» WORK REQUIRED:
Filter this material down to the lines that contain the string "SolveStatus", and return those lines.

------------------------------------

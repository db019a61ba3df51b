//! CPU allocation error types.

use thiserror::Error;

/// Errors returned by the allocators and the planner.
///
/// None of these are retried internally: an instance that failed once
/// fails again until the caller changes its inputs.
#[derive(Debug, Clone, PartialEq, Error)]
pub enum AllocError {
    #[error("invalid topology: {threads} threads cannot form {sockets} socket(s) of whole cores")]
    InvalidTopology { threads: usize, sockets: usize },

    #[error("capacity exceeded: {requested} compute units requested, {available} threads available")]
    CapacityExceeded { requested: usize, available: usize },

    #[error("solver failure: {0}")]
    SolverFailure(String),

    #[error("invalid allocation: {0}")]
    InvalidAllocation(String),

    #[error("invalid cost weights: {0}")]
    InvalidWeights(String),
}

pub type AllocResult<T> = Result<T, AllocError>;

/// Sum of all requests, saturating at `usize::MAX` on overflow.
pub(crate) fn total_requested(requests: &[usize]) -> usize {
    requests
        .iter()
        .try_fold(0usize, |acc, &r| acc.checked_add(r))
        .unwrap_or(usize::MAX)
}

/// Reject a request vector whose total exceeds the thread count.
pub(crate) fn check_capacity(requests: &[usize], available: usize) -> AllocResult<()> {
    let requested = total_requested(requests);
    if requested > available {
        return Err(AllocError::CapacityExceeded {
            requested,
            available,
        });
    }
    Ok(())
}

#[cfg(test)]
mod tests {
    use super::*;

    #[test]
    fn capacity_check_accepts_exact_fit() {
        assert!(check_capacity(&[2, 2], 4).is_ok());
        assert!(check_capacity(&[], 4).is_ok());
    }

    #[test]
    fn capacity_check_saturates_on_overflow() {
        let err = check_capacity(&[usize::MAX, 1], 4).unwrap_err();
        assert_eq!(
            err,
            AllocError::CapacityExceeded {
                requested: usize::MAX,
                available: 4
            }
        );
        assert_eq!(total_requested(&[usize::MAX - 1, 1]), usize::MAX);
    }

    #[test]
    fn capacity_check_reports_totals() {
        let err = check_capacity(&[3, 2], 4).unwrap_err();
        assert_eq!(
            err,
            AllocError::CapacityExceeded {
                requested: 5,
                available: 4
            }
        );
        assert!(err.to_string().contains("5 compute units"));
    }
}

------------------------------------

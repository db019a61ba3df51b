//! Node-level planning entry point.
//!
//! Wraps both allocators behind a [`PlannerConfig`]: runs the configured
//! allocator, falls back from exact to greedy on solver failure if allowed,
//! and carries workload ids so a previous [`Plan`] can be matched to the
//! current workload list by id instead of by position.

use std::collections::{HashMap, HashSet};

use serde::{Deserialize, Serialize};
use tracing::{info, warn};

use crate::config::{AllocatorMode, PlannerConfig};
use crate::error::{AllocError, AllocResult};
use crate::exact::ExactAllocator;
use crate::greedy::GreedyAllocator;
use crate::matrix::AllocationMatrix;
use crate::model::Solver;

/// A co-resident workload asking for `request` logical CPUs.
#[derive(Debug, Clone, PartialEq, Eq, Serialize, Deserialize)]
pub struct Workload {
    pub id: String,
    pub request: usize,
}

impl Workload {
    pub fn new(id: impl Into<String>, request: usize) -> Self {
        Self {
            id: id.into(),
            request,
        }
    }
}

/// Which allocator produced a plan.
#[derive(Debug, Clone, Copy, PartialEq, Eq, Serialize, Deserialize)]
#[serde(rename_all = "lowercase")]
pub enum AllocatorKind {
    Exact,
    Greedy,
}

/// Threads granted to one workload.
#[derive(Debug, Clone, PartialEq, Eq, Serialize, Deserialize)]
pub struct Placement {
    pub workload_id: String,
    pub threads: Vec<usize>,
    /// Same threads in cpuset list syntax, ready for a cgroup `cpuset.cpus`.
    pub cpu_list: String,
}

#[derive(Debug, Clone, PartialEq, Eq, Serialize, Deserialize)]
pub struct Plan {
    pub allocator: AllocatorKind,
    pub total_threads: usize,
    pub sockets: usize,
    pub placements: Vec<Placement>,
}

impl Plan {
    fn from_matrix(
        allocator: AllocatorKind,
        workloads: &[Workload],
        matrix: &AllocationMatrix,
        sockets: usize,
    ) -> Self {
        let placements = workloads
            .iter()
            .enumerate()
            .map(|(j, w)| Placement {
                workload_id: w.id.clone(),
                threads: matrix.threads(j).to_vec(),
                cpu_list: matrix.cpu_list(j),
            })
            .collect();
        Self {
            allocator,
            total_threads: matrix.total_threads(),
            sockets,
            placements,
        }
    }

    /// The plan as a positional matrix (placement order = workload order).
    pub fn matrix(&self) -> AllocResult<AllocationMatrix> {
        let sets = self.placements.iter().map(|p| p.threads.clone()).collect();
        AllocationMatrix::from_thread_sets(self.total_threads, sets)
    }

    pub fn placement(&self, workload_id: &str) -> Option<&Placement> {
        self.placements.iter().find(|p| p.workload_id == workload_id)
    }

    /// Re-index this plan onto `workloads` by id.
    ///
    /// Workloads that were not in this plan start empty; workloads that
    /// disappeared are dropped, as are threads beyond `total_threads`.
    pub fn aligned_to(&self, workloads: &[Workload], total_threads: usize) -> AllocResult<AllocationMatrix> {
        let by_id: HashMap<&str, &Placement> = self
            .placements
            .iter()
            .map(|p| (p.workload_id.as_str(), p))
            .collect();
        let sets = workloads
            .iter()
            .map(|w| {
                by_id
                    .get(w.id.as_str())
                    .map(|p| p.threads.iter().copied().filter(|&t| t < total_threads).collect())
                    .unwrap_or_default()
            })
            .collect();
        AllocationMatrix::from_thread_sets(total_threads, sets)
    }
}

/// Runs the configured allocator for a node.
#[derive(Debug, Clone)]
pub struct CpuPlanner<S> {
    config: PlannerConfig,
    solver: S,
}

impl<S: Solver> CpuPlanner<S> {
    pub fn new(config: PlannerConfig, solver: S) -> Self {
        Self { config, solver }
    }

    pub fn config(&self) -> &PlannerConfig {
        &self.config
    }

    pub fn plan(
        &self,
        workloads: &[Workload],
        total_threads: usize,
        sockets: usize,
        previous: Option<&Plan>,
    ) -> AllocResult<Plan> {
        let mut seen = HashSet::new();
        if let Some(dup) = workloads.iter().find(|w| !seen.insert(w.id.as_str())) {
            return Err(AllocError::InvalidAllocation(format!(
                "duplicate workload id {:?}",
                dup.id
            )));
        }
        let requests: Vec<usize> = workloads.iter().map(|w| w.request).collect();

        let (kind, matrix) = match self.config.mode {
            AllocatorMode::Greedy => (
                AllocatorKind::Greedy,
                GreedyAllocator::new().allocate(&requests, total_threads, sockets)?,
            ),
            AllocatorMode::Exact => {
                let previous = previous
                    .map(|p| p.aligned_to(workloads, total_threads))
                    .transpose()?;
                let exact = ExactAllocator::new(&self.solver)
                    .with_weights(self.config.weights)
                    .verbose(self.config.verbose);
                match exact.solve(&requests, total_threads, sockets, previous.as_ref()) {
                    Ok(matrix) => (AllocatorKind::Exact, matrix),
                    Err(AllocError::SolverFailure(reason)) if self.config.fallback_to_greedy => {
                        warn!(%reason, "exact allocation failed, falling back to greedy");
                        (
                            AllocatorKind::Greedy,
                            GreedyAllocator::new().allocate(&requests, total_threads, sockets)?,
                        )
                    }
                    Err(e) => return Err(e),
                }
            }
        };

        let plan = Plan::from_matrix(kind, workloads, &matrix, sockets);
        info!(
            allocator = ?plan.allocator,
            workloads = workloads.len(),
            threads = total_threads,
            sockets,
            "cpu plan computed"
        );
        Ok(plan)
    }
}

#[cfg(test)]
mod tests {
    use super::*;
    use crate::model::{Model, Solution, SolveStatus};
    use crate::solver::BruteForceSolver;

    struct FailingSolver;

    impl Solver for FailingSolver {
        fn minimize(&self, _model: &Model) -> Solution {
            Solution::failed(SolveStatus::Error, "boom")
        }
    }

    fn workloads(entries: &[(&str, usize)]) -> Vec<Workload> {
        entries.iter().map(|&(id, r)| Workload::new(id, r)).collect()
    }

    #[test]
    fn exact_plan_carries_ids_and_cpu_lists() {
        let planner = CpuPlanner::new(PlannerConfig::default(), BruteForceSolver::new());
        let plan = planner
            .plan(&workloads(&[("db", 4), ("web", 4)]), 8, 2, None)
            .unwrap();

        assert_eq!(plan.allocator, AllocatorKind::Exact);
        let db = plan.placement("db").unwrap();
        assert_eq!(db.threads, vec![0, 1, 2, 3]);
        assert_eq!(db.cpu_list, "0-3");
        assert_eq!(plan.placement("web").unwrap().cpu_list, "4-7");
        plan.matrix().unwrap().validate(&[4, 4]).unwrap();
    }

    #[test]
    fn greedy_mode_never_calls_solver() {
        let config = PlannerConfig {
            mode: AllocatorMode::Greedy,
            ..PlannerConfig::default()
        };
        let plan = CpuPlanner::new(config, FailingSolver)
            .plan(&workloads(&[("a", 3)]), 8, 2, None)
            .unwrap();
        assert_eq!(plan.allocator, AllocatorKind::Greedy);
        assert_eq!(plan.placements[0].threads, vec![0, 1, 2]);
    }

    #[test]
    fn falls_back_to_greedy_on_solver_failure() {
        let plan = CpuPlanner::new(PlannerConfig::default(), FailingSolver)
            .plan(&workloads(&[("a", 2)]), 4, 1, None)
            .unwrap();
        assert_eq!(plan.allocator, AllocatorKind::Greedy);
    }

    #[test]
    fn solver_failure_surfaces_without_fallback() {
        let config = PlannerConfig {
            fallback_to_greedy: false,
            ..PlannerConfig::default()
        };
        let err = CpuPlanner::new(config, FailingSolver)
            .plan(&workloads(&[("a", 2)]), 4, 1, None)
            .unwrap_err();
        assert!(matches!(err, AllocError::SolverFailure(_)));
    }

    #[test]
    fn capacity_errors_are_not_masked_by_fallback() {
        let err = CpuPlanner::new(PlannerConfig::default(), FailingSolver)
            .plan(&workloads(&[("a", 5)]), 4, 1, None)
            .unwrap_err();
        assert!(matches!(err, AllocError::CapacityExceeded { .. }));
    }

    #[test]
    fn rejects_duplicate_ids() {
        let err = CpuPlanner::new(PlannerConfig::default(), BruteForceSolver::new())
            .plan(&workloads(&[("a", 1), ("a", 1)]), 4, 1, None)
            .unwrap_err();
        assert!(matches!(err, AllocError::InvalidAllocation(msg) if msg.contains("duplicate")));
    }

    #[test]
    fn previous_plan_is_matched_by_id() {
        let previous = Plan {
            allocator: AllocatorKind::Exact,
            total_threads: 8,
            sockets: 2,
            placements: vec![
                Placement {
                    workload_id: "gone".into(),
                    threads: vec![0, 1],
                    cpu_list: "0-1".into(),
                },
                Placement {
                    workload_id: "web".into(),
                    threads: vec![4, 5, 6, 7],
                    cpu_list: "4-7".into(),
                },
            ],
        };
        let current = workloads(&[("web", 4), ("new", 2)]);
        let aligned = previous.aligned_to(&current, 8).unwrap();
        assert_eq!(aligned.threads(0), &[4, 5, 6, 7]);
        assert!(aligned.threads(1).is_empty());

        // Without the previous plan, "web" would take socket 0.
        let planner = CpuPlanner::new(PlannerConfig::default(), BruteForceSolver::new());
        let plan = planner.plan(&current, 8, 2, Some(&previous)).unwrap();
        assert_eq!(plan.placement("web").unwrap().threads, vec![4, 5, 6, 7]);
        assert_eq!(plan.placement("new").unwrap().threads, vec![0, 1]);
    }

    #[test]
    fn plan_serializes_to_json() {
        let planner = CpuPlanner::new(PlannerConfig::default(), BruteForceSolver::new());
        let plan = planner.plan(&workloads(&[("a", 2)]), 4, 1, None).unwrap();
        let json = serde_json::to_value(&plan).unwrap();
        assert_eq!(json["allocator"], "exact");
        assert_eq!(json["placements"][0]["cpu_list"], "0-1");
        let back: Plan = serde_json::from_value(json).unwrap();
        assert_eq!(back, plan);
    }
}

------------------------------------

» RESPONSE AREA:
    use crate::model::{Model, Solution, SolveStatus};
            Solution::failed(SolveStatus::Error, "boom")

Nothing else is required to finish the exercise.